Task instructions ▸
Search the listing for the string "derive". Copy every line that has it.

Start of Records supplied

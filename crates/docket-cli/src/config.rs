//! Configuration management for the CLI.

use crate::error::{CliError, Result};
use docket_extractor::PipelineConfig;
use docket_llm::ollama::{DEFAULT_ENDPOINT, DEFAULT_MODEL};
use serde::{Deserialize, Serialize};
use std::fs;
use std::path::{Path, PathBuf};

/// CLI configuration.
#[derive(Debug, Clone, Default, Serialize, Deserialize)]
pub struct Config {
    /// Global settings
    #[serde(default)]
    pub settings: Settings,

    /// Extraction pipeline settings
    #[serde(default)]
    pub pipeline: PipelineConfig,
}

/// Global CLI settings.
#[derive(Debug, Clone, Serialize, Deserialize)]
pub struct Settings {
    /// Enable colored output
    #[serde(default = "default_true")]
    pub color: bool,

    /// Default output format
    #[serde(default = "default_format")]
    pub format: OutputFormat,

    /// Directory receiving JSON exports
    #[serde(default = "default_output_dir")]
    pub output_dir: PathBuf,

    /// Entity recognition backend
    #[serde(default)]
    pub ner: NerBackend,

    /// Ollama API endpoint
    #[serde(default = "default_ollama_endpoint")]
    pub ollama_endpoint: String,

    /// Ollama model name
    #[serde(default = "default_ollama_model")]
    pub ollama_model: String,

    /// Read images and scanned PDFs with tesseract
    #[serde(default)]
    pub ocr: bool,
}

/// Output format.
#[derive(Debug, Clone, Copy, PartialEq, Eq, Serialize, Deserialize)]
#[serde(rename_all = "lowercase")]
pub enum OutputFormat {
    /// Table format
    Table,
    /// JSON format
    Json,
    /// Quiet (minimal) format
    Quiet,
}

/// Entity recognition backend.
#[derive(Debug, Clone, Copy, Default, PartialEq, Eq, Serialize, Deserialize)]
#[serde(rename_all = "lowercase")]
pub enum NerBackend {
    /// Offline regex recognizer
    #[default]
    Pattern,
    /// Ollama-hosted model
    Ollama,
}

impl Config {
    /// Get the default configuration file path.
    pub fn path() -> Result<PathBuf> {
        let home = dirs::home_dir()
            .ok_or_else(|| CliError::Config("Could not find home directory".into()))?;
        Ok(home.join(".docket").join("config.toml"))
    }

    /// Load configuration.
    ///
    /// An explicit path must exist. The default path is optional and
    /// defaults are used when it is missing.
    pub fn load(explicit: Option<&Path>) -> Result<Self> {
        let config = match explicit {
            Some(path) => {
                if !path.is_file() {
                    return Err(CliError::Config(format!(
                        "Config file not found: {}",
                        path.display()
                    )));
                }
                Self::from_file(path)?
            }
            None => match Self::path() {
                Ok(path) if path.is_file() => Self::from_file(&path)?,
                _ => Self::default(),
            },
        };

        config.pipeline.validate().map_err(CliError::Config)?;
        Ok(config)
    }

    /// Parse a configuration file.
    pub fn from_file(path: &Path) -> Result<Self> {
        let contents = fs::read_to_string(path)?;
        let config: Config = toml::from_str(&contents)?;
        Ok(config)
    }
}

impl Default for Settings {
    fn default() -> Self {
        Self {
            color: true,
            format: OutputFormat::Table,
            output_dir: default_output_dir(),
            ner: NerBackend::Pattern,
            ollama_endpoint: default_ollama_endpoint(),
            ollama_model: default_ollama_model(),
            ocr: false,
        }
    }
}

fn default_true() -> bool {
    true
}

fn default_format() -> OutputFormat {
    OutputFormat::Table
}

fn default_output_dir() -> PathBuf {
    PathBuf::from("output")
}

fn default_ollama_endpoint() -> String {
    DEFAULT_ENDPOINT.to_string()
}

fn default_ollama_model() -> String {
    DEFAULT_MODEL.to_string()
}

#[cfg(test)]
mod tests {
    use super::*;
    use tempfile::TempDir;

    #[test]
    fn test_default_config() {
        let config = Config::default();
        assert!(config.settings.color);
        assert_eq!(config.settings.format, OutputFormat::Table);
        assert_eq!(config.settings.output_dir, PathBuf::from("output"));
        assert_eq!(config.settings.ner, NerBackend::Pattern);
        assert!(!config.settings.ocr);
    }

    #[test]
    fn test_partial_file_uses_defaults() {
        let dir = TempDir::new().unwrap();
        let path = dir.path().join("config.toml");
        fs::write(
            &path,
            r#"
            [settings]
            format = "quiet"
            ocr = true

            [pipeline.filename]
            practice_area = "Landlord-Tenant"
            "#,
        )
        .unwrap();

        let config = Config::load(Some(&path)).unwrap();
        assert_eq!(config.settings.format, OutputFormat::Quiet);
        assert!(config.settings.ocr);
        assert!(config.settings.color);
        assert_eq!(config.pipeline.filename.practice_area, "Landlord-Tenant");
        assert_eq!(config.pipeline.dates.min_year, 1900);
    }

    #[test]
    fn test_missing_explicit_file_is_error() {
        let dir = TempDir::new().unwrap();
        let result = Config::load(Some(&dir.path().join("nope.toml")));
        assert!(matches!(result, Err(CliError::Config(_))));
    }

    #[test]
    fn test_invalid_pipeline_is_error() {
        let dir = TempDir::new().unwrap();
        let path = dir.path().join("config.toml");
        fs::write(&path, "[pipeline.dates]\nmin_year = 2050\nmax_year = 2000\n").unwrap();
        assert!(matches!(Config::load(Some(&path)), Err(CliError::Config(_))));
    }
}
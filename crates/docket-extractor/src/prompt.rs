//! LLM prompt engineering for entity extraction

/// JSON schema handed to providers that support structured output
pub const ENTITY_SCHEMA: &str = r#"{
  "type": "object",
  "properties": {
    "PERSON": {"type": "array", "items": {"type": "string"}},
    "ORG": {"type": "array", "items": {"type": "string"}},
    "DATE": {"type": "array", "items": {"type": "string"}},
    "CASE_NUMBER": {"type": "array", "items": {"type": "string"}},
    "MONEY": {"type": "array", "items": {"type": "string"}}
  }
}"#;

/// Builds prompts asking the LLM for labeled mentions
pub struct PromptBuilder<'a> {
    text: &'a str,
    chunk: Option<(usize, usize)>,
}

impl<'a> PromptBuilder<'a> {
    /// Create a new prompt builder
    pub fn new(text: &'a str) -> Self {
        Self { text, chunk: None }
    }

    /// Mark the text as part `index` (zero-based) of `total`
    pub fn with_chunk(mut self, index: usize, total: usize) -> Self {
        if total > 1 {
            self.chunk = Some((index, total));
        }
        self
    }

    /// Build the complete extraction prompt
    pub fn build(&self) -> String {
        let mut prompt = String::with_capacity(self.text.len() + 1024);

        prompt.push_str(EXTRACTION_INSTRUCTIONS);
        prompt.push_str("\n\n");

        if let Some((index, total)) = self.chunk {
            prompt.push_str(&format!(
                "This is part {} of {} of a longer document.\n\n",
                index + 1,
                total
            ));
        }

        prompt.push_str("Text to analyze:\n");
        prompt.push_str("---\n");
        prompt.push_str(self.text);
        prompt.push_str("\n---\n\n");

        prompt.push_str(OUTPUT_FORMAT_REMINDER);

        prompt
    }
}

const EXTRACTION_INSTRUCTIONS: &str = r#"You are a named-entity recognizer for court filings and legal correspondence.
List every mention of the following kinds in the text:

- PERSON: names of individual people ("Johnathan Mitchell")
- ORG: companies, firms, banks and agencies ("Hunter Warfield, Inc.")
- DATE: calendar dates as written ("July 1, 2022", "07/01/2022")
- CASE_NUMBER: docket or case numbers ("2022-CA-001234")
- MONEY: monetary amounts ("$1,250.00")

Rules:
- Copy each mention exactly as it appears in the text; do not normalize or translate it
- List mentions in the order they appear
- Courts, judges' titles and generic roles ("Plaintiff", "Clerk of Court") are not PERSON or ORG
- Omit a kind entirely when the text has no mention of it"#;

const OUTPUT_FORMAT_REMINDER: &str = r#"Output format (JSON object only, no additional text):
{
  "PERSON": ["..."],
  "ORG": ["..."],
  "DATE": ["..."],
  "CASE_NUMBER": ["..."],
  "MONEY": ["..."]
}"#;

End of Records supplied

Task answer ▸
#[derive(Debug, Clone, Default, Serialize, Deserialize)]
#[derive(Debug, Clone, Serialize, Deserialize)]
#[derive(Debug, Clone, Copy, PartialEq, Eq, Serialize, Deserialize)]
#[derive(Debug, Clone, Copy, Default, PartialEq, Eq, Serialize, Deserialize)]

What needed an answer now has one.